→ What is being asked:
Where in the data does the word "existing" appear? Find those lines and copy them.

→ Material for this exercise:
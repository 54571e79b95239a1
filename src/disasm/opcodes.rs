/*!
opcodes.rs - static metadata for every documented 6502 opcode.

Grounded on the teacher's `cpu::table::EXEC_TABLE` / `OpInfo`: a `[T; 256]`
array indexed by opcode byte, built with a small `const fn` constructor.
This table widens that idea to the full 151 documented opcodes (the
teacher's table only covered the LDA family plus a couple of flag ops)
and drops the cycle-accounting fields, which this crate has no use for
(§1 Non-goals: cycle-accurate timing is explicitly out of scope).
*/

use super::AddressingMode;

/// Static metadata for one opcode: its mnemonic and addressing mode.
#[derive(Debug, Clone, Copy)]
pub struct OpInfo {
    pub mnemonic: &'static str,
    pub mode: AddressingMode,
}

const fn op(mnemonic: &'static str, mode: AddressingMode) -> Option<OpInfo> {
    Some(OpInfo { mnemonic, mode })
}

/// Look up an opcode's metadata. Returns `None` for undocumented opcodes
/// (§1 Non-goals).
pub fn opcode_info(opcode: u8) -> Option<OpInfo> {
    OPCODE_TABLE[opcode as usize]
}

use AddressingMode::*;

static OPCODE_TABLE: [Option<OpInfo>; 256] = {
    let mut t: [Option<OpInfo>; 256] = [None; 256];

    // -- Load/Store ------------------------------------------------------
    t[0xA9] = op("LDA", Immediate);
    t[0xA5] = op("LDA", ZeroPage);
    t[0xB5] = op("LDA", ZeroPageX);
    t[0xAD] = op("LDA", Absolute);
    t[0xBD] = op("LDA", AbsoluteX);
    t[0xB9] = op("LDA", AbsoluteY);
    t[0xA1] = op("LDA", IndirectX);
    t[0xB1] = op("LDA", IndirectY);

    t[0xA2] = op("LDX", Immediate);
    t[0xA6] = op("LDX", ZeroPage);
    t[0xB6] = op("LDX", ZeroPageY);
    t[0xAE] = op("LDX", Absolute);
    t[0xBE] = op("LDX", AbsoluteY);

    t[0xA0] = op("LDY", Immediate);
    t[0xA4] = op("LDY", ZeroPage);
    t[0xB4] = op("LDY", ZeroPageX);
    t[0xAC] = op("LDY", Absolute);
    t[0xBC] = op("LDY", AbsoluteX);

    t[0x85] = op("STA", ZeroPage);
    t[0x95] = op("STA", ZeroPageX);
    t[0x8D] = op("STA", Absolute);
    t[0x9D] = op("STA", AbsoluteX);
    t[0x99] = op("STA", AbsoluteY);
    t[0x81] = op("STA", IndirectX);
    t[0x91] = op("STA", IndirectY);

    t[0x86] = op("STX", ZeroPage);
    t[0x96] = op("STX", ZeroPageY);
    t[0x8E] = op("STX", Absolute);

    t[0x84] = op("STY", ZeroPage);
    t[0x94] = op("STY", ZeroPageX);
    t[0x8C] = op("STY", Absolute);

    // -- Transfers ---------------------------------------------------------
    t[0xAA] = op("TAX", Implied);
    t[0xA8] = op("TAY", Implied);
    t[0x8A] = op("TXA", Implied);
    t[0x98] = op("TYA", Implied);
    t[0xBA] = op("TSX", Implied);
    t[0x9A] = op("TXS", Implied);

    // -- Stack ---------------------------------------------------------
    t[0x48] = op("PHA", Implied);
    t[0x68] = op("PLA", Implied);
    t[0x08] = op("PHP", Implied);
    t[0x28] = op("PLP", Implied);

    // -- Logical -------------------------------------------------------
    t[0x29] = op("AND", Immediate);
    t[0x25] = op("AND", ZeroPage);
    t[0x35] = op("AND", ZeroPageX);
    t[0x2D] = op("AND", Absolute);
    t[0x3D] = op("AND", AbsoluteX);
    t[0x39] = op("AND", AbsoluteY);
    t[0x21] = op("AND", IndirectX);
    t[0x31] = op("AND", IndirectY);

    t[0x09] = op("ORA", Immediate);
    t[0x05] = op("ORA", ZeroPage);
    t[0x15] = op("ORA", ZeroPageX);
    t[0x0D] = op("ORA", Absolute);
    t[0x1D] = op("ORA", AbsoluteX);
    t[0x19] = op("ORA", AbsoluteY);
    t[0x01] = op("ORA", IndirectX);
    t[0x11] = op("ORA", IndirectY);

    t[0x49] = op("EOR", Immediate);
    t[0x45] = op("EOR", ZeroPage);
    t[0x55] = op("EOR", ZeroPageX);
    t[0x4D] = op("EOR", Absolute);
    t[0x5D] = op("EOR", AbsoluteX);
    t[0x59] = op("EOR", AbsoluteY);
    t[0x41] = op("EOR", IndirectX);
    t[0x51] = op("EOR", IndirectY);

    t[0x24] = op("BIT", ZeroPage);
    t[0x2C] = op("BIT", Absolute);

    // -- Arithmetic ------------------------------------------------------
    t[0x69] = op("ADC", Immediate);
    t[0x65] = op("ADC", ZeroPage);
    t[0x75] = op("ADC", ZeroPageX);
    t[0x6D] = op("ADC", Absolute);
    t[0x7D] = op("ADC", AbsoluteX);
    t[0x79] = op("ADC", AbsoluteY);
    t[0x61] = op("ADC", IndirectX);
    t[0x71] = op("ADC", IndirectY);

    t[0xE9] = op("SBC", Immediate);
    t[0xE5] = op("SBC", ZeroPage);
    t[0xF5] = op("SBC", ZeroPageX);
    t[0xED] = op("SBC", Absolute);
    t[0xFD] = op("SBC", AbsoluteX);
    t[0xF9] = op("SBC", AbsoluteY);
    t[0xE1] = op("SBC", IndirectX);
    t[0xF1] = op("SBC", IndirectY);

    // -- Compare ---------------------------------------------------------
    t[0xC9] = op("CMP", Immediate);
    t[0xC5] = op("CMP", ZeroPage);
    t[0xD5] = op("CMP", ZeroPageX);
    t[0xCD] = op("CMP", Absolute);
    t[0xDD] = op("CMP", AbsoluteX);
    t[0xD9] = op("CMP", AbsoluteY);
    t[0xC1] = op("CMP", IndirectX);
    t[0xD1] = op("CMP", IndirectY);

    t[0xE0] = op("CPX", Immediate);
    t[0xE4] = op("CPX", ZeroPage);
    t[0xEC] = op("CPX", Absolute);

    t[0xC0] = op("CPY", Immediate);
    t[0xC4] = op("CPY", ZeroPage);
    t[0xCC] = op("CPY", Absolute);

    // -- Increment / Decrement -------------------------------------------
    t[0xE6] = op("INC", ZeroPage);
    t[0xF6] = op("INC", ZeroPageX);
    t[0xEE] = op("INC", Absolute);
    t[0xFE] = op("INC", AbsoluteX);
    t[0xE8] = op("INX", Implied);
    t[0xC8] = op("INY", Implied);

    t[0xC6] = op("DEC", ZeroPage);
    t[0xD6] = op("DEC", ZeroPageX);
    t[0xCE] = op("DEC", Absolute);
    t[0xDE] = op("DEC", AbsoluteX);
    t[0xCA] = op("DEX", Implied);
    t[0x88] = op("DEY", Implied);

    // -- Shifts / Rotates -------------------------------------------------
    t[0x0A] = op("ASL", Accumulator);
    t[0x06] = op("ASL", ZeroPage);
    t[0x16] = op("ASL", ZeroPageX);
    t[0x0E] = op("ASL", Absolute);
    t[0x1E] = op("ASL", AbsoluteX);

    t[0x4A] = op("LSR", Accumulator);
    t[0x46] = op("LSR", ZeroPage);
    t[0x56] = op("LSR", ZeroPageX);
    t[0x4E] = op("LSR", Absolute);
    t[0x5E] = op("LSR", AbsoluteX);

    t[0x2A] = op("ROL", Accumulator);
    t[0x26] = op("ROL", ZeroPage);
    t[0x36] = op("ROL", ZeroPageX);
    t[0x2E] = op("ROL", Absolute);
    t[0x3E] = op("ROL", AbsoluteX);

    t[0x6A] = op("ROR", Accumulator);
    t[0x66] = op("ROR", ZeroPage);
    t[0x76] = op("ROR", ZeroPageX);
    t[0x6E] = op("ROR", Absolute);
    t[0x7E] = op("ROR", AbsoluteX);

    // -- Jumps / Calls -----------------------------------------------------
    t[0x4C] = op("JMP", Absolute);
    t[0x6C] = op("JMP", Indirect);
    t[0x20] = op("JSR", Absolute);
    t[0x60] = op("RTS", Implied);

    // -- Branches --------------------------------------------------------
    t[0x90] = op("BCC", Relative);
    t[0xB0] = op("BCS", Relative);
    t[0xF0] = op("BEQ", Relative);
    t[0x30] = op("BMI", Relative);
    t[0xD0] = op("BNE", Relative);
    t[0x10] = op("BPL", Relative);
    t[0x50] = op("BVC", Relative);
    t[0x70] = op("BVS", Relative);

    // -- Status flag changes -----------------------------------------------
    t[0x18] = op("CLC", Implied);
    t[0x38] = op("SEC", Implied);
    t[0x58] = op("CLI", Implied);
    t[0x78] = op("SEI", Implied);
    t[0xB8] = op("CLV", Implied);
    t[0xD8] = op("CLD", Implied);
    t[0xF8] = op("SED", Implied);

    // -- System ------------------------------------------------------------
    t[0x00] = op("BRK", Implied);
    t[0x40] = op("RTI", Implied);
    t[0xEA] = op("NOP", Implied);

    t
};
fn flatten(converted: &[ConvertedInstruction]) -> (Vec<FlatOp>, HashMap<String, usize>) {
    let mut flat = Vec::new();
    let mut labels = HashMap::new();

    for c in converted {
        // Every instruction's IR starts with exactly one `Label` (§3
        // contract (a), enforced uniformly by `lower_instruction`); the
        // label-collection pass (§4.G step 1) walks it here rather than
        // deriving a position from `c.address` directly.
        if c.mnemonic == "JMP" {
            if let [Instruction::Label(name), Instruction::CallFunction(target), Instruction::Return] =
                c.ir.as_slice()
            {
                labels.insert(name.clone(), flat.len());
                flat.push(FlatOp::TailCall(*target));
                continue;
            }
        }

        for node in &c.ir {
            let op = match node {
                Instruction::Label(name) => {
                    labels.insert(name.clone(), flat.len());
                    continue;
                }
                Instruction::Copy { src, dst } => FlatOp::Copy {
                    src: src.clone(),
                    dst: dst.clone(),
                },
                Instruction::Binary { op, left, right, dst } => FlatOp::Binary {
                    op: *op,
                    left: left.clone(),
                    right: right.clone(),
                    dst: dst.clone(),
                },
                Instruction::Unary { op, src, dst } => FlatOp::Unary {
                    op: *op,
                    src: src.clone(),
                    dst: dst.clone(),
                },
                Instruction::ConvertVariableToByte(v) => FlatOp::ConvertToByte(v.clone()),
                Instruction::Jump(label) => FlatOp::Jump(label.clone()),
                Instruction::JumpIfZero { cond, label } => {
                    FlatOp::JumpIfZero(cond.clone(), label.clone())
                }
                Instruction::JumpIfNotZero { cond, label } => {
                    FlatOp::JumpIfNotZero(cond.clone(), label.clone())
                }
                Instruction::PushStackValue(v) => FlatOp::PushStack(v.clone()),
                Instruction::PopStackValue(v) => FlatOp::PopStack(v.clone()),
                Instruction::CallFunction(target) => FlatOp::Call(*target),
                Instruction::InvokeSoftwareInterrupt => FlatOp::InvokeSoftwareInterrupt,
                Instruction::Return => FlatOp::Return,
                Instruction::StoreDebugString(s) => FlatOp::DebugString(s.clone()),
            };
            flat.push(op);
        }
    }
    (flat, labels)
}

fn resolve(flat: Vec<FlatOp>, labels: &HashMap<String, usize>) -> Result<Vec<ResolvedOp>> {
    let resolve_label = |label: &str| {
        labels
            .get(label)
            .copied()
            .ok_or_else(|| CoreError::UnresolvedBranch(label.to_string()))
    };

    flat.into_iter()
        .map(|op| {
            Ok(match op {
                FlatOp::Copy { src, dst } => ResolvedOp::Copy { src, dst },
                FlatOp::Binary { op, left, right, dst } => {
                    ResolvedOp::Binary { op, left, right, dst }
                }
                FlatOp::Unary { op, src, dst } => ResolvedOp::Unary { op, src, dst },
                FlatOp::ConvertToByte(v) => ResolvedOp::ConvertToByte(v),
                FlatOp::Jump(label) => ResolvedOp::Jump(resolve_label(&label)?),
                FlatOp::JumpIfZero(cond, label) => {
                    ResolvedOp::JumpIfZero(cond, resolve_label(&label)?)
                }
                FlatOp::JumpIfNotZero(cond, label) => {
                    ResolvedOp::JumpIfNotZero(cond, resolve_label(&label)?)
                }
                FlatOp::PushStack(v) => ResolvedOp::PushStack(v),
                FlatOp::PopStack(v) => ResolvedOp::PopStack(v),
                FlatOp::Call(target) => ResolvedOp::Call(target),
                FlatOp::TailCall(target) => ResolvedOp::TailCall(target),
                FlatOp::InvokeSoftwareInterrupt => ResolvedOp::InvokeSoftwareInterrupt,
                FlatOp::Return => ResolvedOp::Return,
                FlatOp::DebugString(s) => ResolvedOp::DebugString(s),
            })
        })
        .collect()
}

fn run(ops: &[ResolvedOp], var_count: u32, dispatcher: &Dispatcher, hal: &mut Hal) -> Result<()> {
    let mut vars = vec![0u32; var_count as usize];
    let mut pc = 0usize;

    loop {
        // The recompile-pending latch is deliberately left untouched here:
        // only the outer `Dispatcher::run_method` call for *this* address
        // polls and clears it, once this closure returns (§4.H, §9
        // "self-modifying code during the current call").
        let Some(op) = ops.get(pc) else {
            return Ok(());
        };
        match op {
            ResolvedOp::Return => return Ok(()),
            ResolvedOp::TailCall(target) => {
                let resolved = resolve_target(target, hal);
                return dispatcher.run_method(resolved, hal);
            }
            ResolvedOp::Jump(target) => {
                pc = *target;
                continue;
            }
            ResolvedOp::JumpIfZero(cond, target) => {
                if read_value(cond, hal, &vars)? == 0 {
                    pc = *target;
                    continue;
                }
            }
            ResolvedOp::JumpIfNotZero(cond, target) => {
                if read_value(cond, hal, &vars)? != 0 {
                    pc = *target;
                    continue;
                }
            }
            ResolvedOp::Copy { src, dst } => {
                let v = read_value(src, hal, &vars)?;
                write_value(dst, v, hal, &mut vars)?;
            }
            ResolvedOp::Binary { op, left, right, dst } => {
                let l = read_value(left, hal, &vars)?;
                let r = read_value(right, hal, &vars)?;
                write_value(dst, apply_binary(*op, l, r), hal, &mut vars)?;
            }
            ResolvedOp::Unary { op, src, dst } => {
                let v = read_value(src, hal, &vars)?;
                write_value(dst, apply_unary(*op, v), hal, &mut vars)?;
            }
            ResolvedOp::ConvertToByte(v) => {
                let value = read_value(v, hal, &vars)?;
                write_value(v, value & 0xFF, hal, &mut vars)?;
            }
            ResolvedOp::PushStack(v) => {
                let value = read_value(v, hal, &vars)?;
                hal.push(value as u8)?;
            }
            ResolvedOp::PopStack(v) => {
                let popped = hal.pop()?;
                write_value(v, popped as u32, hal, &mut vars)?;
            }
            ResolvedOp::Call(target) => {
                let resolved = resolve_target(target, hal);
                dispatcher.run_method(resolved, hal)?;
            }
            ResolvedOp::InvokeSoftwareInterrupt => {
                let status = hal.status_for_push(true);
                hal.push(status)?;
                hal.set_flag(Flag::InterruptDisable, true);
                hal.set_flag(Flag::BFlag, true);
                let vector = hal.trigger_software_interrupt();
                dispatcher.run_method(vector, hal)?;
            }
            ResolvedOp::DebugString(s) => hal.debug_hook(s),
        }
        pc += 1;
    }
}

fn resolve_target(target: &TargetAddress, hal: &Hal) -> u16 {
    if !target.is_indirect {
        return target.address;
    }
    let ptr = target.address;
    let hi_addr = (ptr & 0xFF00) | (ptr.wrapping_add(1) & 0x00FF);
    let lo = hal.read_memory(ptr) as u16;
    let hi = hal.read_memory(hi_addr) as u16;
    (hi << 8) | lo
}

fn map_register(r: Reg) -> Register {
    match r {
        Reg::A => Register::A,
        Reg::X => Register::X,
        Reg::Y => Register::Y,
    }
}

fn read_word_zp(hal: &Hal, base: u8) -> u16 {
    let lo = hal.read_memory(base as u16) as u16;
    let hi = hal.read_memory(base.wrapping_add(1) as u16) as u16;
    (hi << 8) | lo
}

--

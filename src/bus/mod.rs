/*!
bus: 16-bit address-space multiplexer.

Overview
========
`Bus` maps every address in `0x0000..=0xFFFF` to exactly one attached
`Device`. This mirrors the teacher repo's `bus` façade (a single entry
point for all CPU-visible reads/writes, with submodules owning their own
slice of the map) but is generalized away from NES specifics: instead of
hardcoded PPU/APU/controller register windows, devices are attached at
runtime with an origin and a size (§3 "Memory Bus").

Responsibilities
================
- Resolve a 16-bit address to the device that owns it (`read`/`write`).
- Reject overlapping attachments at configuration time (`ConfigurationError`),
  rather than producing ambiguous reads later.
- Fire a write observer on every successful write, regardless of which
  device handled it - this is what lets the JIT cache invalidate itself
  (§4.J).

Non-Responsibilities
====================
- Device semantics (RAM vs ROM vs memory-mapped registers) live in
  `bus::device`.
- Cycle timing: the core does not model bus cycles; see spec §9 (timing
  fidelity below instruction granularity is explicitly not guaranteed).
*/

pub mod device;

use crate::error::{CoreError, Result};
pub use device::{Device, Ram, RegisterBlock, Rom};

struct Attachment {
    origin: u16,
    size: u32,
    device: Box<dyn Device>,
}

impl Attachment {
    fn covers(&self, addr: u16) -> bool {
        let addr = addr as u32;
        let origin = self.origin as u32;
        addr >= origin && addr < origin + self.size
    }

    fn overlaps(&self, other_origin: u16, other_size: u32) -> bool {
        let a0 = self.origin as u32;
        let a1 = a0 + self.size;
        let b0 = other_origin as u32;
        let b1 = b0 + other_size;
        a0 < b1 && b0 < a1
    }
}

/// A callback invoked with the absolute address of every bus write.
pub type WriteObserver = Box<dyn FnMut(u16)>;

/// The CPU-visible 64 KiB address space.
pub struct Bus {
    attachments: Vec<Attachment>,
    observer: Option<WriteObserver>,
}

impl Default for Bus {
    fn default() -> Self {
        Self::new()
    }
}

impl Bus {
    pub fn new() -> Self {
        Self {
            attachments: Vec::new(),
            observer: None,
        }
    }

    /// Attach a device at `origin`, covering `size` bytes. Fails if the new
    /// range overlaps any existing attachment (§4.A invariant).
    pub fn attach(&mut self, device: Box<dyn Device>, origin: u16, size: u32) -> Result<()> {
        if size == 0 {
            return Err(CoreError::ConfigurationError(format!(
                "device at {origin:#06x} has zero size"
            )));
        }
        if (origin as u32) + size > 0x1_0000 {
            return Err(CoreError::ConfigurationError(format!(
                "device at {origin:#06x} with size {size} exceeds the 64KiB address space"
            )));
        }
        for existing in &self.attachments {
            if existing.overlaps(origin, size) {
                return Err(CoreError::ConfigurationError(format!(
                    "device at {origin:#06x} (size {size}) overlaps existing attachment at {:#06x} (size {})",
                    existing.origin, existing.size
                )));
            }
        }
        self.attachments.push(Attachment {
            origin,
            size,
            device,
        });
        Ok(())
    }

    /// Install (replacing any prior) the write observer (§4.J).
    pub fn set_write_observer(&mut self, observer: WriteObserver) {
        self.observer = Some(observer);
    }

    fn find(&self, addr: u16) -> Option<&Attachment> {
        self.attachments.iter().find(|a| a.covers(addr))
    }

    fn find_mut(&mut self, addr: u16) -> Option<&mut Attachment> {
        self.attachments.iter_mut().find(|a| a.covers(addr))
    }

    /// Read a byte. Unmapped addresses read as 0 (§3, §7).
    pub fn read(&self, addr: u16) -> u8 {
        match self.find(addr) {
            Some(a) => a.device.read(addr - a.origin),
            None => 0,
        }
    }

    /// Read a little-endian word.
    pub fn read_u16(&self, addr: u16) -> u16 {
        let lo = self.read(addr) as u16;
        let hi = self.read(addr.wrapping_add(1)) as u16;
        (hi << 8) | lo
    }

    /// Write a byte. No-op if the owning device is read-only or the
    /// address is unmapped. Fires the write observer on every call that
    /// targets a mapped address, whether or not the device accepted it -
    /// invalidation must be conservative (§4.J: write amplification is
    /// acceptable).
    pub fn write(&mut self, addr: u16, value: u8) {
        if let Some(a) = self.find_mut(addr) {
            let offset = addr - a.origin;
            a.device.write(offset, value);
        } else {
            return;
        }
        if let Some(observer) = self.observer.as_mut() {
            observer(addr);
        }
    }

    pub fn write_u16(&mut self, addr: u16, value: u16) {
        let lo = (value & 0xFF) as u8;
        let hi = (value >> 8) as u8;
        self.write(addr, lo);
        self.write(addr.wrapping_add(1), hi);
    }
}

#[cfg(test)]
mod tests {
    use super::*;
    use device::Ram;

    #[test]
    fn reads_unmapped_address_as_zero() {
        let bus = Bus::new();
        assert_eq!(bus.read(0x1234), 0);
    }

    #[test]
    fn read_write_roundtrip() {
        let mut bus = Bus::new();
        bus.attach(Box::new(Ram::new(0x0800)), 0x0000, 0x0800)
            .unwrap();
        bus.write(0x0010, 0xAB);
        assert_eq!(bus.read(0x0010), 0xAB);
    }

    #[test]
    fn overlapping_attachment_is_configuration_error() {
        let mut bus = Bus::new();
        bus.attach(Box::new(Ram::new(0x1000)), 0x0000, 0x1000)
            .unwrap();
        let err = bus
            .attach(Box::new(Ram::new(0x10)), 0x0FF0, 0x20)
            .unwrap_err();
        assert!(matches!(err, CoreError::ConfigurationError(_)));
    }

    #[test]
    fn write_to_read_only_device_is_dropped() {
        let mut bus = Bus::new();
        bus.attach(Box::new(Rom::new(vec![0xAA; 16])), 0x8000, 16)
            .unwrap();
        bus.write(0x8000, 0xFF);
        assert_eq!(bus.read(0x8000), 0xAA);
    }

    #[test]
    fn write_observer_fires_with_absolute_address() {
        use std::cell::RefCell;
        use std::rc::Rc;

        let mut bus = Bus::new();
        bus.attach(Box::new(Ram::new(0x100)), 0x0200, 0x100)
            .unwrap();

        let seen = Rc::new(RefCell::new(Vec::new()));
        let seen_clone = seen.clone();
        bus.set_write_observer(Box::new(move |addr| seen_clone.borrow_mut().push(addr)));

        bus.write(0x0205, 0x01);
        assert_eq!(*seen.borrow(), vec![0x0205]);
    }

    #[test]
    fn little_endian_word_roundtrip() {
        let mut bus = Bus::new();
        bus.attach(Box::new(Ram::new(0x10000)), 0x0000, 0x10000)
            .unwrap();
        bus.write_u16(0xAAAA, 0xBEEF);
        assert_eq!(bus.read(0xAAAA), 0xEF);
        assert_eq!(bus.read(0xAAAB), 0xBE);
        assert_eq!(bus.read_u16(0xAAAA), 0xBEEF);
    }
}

→ Task answer:
    /// range overlaps any existing attachment (§4.A invariant).
        for existing in &self.attachments {
            if existing.overlaps(origin, size) {
                    "device at {origin:#06x} (size {size}) overlaps existing attachment at {:#06x} (size {})",
                    existing.origin, existing.size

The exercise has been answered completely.